Phase 6 — The run command and (optional) execution

Always present the literal run command:

claude -p "Analyze repositories according to CLAUDE.md" \
  --dangerously-skip-permissions \
  --verbose --output-format stream-json > output.json

Briefly explain:

The terminal will look frozen because stdout is being captured into output.json. That's normal — the run is happening, you just can't see it.
Wall-clock for one repo is typically 3–8 minutes depending on profile and repo size.
Live progress can be watched in another terminal:
- state.json — high-level phase tracker (sub-agent updates this as it advances)
- output/{repo_with_underscores}/{timestamp}/ — files appear as they're written
- tail -f output.json | jq -rc 'select(.type=="assistant") | .message.content[]? | select(.type=="tool_use") | "→ \(.name)"' — current tool calls

Then offer to execute:

"Want me to kick this off now, or would you rather inspect config.json once more and run it yourself? Either way, the command is yours to keep."

If the user says yes, run via Bash and stream-monitor state.json in the background. If no, leave it.

Phase 7 — Verify output

After the run completes (or after the user runs it themselves and reports back):

Read state.json and confirm the user's repo entry has success: true, a confluence_page_id (if applicable), and an entry in profiles_analyzed.
Check that output/{repo_with_underscores}/{timestamp}/ contains docs.md and three diagram PNGs.
If Confluence enabled, offer to open the new page in browser (the URL pattern is https://YOUR_SITE.atlassian.net/wiki/spaces/{space_key}/pages/{confluence_page_id}/).
If success: false, look at state.json errors array for diagnostic data and output.json for sub-agent transcripts.

Common gotchas

Watch for these during onboarding:

MCP servers don't reload mid-session. After installing or modifying any MCP server, the user must restart Claude Code. This catches people every time. Don't skip Phase 3.
Conduit site_alias mismatch. The alias in ~/.config/conduit/config.yaml must exactly match confluence.site_alias in config.json. A mismatch produces "site not found" with no obvious fix.
Parent Confluence page doesn't exist. The tool will not create it. The local docs will be fine but Confluence upload step will fail. Confirm in Phase 5.
cloned: false in state.json during a run is not a failure signal. Sub-agents batch state.json writes; clone often succeeds and the field updates only at the end. If you need ground-truth progress, look at the cache dir or output/.
SSH GitHub URLs. Always convert.
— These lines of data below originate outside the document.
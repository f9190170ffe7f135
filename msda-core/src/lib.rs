//! MSDA core types, traits, geometry and error definitions.

pub mod backend;
pub mod bilinear;
pub mod config;
pub mod error;
pub mod feature;
pub mod levels;
pub mod partition;
pub mod tensor;
pub mod types;
pub mod validate;

pub use backend::Backend;
pub use bilinear::{Bilinear, Corner};
pub use config::{GradAccumulation, KernelConfig};
pub use error::{MsdaError, Result};
pub use feature::FeatureView;
pub use levels::{Level, LevelDescriptor};
pub use partition::WorkPartition;
pub use tensor::Tensor;
pub use types::*;
use msda_core::WorkPartition;

/// Split a query-indexed `[batch, queries, stride]` buffer into the disjoint
/// pieces each worker owns: `views[worker][batch]` covers the worker's query
/// range within that batch. Workers with an empty range get no pieces.
pub(crate) fn split_by_worker<'a>(
    buf: &'a mut [f32],
    batch: usize,
    queries: usize,
    stride: usize,
    partition: &WorkPartition,
) -> Vec<Vec<&'a mut [f32]>> {
    let mut views: Vec<Vec<&'a mut [f32]>> = (0..partition.workers())
        .map(|_| Vec::with_capacity(batch))
        .collect();
    if partition.chunk_len() == 0 || stride == 0 {
        return views;
    }
    for batch_buf in buf.chunks_mut(queries * stride) {
        for (worker, piece) in batch_buf
            .chunks_mut(partition.chunk_len() * stride)
            .enumerate()
        {
            views[worker].push(piece);
        }
    }
    views
}
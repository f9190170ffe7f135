use std::sync::Arc;

use msda_core::{DType, MsdaError, Result, Tensor};

/// Host-resident f32 tensor. Cloning shares the buffer.
#[derive(Clone, Debug)]
pub struct CpuTensor {
    pub(crate) data: Arc<Vec<f32>>,
    pub(crate) shape: Vec<usize>,
}

impl CpuTensor {
    pub fn new(data: Vec<f32>, shape: Vec<usize>) -> Self {
        debug_assert_eq!(data.len(), shape.iter().product::<usize>());
        Self {
            data: Arc::new(data),
            shape,
        }
    }

    /// Like [`CpuTensor::new`], but rejects a buffer that does not fill `shape`.
    pub fn from_vec(data: Vec<f32>, shape: &[usize]) -> Result<Self> {
        let expected: usize = shape.iter().product();
        if data.len() != expected {
            return Err(MsdaError::ShapeMismatch {
                name: "host data",
                expected: shape.to_vec(),
                got: vec![data.len()],
            });
        }
        Ok(Self::new(data, shape.to_vec()))
    }

    pub fn zeros(shape: &[usize]) -> Self {
        let numel: usize = shape.iter().product();
        Self::new(vec![0.0; numel], shape.to_vec())
    }

    pub fn data(&self) -> &[f32] {
        &self.data
    }

    /// Take the buffer back, copying only if it is still shared.
    pub fn into_vec(self) -> Vec<f32> {
        Arc::try_unwrap(self.data).unwrap_or_else(|shared| shared.as_ref().clone())
    }

    pub fn len(&self) -> usize {
        self.data.len()
    }

    #[must_use]
    pub fn is_empty(&self) -> bool {
        self.data.is_empty()
    }
}

impl Tensor for CpuTensor {
    fn shape(&self) -> &[usize] {
        &self.shape
    }

    fn dtype(&self) -> DType {
        DType::F32
    }
}
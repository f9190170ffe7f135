//! Half-pixel bilinear sampling geometry.
//!
//! Forward and backward both call [`Bilinear::locate`], so the corner set and
//! weights of a sample are bit-identical between the two passes.

/// One of the four grid cells around a fractional sampling location.
#[derive(Debug, Clone, Copy, PartialEq)]
pub struct Corner {
    pub row: i64,
    pub col: i64,
    /// Interpolation weight `fy * fx`.
    pub weight: f32,
    /// `d weight / d pixel_x`: `±fy`.
    pub dweight_dx: f32,
    /// `d weight / d pixel_y`: `±fx`.
    pub dweight_dy: f32,
}

/// Corner grid and fractional offsets of one sample within one level.
#[derive(Debug, Clone, Copy, PartialEq)]
pub struct Bilinear {
    /// Low corner column; the high column is `x0 + 1`.
    pub x0: i64,
    /// Low corner row; the high row is `y0 + 1`.
    pub y0: i64,
    /// Distance from the high column, in pixels (`pixel_x - floor(pixel_x)`).
    pub lx: f32,
    pub ly: f32,
}

impl Bilinear {
    /// Map normalized `(x, y)` onto a `height × width` level.
    ///
    /// `pixel = norm * extent + 0.5`; the high corner is `floor(pixel)` and the
    /// low corner sits one cell before it. Pixels are clamped to
    /// `[-1, extent + 1]` first: anything past that is off the grid either
    /// way, and the clamp keeps the corner indices far from `i64` overflow.
    #[inline]
    pub fn locate(norm_x: f32, norm_y: f32, height: usize, width: usize) -> Self {
        let pixel_x = clamp_pixel(norm_x * width as f32 + 0.5, width);
        let pixel_y = clamp_pixel(norm_y * height as f32 + 0.5, height);
        let fx = pixel_x.floor();
        let fy = pixel_y.floor();
        Self {
            x0: fx as i64 - 1,
            y0: fy as i64 - 1,
            lx: pixel_x - fx,
            ly: pixel_y - fy,
        }
    }

    #[inline]
    pub fn hx(&self) -> f32 {
        1.0 - self.lx
    }

    #[inline]
    pub fn hy(&self) -> f32 {
        1.0 - self.ly
    }

    /// The four corners in `(y0,x0), (y0,x1), (y1,x0), (y1,x1)` order. Validity
    /// is not checked here; callers drop corners that are off the grid.
    #[inline]
    pub fn corners(&self) -> [Corner; 4] {
        let (lx, ly, hx, hy) = (self.lx, self.ly, self.hx(), self.hy());
        let (x1, y1) = (self.x0 + 1, self.y0 + 1);
        [
            Corner {
                row: self.y0,
                col: self.x0,
                weight: hy * hx,
                dweight_dx: -hy,
                dweight_dy: -hx,
            },
            Corner {
                row: self.y0,
                col: x1,
                weight: hy * lx,
                dweight_dx: hy,
                dweight_dy: -lx,
            },
            Corner {
                row: y1,
                col: self.x0,
                weight: ly * hx,
                dweight_dx: -ly,
                dweight_dy: hx,
            },
            Corner {
                row: y1,
                col: x1,
                weight: ly * lx,
                dweight_dx: ly,
                dweight_dy: lx,
            },
        ]
    }

    /// True when no corner can land on a `height × width` grid, so the sample
    /// contributes nothing.
    #[inline]
    pub fn is_outside(&self, height: usize, width: usize) -> bool {
        self.y0 + 1 < 0 || self.x0 + 1 < 0 || self.y0 >= height as i64 || self.x0 >= width as i64
    }
}

#[inline]
fn clamp_pixel(pixel: f32, extent: usize) -> f32 {
    pixel.clamp(-1.0, extent as f32 + 1.0)
}

#[cfg(test)]
mod tests {
    use super::*;

    #[test]
    fn pixel_center_has_unit_weight() {
        // Column 3 of 8 has its center at (3 + 0.5) / 8.
        let b = Bilinear::locate(3.5 / 8.0, 5.5 / 8.0, 8, 8);
        assert_eq!((b.x0, b.y0), (3, 5));
        let corners = b.corners();
        assert_eq!(corners[0].weight, 1.0);
        assert!(corners[1..].iter().all(|c| c.weight == 0.0));
    }

    #[test]
    fn weights_sum_to_one() {
        for &(x, y) in &[(0.13f32, 0.77f32), (0.5, 0.5), (0.91, 0.02), (0.0, 1.0)] {
            let sum: f32 = Bilinear::locate(x, y, 7, 5)
                .corners()
                .iter()
                .map(|c| c.weight)
                .sum();
            assert!((sum - 1.0).abs() < 1e-6, "sum {sum} at ({x}, {y})");
        }
    }

    #[test]
    fn derivative_signs_follow_side() {
        let b = Bilinear::locate(0.3, 0.6, 4, 4);
        let [low_low, low_high, high_low, high_high] = b.corners();
        assert!(low_low.dweight_dx <= 0.0 && low_low.dweight_dy <= 0.0);
        assert!(low_high.dweight_dx >= 0.0 && low_high.dweight_dy <= 0.0);
        assert!(high_low.dweight_dx <= 0.0 && high_low.dweight_dy >= 0.0);
        assert!(high_high.dweight_dx >= 0.0 && high_high.dweight_dy >= 0.0);
        let dx: f32 = b.corners().iter().map(|c| c.dweight_dx).sum();
        let dy: f32 = b.corners().iter().map(|c| c.dweight_dy).sum();
        assert!(dx.abs() < 1e-6 && dy.abs() < 1e-6);
    }

    #[test]
    fn outside_detection() {
        assert!(!Bilinear::locate(0.0, 0.0, 4, 4).is_outside(4, 4));
        assert!(!Bilinear::locate(1.0, 1.0, 4, 4).is_outside(4, 4));
        assert!(Bilinear::locate(-0.5, 0.5, 4, 4).is_outside(4, 4));
        assert!(Bilinear::locate(0.5, 1.3, 4, 4).is_outside(4, 4));
    }

    #[test]
    fn infinite_coordinates_land_outside() {
        for (x, y) in [
            (f32::NEG_INFINITY, 0.5),
            (0.5, f32::NEG_INFINITY),
            (f32::INFINITY, 0.5),
            (-1e30, 1e30),
        ] {
            let b = Bilinear::locate(x, y, 4, 6);
            assert!(b.is_outside(4, 6), "({x}, {y}) -> {b:?}");
        }
    }

    #[test]
    fn clamp_keeps_in_range_corners() {
        // Just inside the padded border on both sides.
        let low = Bilinear::locate(-0.4 / 6.0, 0.5, 4, 6);
        assert_eq!(low.x0, -1);
        assert!(!low.is_outside(4, 6));
        let high = Bilinear::locate(6.4 / 6.0, 0.5, 4, 6);
        assert_eq!(high.x0, 5);
        assert!(!high.is_outside(4, 6));
    }
}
SSH prompts for passphrase and breaks unattended automation.

When NOT to use this skill

The user is already mid-analysis and is asking about progress, errors, or output interpretation — that's a debugging/observability task.
The user is asking how the tool works under the hood (sub-agent model, MCP plumbing) — that's research, not onboarding.
The user has clearly already onboarded and is now configuring a new run for a different repo or profile — help them edit config.json directly without re-running install/setup phases.
The user wants to develop or change the tool itself (modify CLAUDE.md, change the sub-agent model, etc.) — that's tool development, not onboarding.